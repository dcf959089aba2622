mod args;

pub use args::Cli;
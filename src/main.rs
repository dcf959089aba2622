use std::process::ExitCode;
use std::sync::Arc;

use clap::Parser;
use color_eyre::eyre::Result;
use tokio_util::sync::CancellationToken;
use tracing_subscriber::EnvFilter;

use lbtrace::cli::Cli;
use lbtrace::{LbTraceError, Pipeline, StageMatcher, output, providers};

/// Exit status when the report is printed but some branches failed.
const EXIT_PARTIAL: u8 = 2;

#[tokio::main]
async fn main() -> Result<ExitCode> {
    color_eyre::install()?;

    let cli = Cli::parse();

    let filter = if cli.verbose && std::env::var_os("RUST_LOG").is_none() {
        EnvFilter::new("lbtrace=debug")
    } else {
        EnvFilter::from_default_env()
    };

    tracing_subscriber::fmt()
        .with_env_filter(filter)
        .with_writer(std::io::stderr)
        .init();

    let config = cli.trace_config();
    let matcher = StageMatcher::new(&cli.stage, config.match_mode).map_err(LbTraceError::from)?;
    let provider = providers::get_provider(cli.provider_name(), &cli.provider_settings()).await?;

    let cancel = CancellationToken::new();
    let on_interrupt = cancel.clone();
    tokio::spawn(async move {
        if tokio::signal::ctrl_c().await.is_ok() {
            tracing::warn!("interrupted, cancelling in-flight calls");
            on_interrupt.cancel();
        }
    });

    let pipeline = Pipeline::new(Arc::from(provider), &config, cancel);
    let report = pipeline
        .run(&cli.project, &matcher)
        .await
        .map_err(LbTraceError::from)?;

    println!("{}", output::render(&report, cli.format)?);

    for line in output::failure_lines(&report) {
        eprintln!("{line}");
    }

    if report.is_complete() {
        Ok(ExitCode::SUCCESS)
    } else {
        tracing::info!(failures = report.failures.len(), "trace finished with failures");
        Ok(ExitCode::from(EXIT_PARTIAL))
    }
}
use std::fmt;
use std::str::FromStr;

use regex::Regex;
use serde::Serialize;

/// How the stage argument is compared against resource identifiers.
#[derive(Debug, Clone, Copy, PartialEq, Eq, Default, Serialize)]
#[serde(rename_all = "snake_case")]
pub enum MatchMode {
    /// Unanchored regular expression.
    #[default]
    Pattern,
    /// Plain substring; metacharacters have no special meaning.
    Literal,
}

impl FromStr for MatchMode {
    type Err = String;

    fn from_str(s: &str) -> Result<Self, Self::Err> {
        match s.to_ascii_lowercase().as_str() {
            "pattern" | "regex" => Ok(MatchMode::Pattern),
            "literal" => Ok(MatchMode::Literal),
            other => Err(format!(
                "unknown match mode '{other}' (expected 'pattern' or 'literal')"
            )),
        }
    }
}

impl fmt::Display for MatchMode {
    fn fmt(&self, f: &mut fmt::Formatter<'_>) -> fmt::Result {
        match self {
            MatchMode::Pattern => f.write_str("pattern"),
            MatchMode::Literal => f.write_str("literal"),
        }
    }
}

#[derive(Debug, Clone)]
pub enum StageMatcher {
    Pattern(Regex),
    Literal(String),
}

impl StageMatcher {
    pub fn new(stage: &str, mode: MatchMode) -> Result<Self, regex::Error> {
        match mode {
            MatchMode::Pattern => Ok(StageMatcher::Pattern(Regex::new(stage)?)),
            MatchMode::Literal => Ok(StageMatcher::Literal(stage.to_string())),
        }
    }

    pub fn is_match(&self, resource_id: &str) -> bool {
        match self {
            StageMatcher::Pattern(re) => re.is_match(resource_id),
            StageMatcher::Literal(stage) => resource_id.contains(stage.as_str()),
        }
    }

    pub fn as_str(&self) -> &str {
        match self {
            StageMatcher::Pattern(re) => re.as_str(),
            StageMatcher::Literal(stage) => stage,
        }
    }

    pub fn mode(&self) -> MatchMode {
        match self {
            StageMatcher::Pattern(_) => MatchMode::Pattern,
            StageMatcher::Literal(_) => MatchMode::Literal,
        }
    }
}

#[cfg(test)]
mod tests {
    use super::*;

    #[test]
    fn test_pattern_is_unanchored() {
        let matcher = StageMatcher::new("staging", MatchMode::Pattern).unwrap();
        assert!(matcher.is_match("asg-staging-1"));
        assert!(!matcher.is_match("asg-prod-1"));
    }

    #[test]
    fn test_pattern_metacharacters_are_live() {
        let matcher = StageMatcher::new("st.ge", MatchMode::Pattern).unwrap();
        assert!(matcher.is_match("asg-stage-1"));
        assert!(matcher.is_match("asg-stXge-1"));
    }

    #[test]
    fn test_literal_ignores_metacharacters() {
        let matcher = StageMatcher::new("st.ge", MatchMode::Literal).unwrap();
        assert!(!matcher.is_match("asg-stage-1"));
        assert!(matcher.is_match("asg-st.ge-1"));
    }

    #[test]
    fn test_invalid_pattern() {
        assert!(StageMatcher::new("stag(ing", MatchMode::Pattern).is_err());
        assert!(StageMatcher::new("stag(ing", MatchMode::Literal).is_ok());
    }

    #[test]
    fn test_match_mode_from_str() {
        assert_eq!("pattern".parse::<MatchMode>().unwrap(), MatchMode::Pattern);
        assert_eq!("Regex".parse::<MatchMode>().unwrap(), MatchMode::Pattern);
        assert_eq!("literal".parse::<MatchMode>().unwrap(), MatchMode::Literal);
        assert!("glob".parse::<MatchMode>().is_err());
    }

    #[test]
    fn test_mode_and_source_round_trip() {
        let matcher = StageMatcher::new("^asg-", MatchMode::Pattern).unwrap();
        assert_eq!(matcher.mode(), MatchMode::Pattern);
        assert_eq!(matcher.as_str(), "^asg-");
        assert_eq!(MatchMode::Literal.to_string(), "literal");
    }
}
* * *
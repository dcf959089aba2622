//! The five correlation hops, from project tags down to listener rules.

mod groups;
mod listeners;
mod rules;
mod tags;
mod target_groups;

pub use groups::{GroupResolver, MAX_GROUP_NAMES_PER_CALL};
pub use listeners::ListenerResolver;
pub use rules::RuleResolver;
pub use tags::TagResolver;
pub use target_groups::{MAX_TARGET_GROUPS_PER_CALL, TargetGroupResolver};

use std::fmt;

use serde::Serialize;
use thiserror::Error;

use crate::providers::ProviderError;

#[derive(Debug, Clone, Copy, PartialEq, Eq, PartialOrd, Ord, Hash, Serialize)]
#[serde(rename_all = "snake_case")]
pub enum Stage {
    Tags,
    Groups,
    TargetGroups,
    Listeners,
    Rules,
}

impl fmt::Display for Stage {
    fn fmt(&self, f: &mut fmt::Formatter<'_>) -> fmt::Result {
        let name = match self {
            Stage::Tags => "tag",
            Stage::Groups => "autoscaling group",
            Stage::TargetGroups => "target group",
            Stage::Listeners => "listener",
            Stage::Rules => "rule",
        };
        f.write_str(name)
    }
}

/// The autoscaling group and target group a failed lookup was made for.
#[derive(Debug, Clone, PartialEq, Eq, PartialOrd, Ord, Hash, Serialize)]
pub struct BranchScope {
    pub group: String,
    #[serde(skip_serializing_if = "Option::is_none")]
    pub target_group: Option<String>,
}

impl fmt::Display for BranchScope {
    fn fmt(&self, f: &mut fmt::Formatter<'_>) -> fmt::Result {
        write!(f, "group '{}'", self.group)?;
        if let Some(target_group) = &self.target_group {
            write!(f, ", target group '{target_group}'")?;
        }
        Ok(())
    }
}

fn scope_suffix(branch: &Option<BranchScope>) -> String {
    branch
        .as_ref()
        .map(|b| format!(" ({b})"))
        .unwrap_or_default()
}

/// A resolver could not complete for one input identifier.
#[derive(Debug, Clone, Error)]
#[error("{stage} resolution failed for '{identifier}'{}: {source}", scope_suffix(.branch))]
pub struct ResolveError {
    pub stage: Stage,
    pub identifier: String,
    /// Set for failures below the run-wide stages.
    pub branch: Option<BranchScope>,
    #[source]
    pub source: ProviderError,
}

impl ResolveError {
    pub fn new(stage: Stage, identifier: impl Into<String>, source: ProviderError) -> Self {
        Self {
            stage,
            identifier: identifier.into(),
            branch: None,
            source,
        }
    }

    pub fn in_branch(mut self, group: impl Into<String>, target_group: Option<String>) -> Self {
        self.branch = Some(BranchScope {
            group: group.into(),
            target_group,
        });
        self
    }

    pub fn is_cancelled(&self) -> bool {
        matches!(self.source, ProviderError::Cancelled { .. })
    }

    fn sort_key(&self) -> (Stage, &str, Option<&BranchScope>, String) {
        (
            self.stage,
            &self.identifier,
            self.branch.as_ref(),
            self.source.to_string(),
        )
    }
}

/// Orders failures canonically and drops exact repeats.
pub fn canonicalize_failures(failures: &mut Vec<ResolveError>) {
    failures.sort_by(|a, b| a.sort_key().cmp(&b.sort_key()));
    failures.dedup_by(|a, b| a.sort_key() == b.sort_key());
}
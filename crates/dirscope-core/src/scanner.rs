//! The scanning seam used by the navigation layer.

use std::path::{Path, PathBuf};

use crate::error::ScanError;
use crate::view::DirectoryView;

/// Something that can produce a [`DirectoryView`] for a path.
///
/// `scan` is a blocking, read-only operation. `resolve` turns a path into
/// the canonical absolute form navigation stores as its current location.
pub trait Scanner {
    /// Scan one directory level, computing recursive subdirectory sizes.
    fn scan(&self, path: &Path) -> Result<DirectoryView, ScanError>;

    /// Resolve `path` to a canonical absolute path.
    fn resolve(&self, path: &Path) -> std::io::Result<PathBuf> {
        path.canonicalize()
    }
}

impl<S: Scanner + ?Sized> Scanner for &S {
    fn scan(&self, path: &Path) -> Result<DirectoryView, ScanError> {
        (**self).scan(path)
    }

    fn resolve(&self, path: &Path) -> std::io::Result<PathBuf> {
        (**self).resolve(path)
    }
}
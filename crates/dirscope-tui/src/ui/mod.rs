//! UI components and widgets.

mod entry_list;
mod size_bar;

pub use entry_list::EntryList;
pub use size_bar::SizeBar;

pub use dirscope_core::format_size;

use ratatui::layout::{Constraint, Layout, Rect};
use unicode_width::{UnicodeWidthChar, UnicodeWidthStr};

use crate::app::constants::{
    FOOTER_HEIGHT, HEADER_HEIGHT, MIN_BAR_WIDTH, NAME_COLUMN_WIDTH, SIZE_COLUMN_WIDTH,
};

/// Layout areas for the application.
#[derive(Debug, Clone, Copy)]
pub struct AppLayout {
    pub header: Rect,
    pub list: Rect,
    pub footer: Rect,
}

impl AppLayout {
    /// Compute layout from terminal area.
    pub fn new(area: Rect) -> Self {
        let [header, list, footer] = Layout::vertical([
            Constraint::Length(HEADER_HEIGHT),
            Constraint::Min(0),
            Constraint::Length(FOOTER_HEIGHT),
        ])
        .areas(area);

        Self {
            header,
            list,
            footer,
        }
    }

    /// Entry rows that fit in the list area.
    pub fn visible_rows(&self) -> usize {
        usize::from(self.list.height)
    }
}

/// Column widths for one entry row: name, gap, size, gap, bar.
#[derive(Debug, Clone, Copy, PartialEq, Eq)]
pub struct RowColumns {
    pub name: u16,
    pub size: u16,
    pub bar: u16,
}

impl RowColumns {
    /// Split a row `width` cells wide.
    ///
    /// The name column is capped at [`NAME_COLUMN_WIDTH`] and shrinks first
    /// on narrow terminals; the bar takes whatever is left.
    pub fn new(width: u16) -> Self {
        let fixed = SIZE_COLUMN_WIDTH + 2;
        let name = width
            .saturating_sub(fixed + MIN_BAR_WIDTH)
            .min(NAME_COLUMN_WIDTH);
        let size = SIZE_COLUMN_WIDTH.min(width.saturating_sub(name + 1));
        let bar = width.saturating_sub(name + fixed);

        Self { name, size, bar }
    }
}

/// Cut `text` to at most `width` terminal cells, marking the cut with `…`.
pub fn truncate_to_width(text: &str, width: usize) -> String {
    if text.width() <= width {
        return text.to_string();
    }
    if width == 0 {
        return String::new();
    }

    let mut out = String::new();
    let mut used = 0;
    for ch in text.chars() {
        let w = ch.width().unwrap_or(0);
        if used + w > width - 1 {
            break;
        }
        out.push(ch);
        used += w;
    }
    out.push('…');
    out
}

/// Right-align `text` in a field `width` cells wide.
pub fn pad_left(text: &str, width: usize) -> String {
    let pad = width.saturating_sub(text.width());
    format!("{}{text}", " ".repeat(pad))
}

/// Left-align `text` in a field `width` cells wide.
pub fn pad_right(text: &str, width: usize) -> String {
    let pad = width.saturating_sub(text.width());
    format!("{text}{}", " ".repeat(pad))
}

> **WORK ITEM**
Copy out each line of the entries above that holds "usize".

> **ANSWER TO THE EXERCISE**
    pub fn visible_rows(&self) -> usize {
        usize::from(self.list.height)
pub fn truncate_to_width(text: &str, width: usize) -> String {
pub fn pad_left(text: &str, width: usize) -> String {
pub fn pad_right(text: &str, width: usize) -> String {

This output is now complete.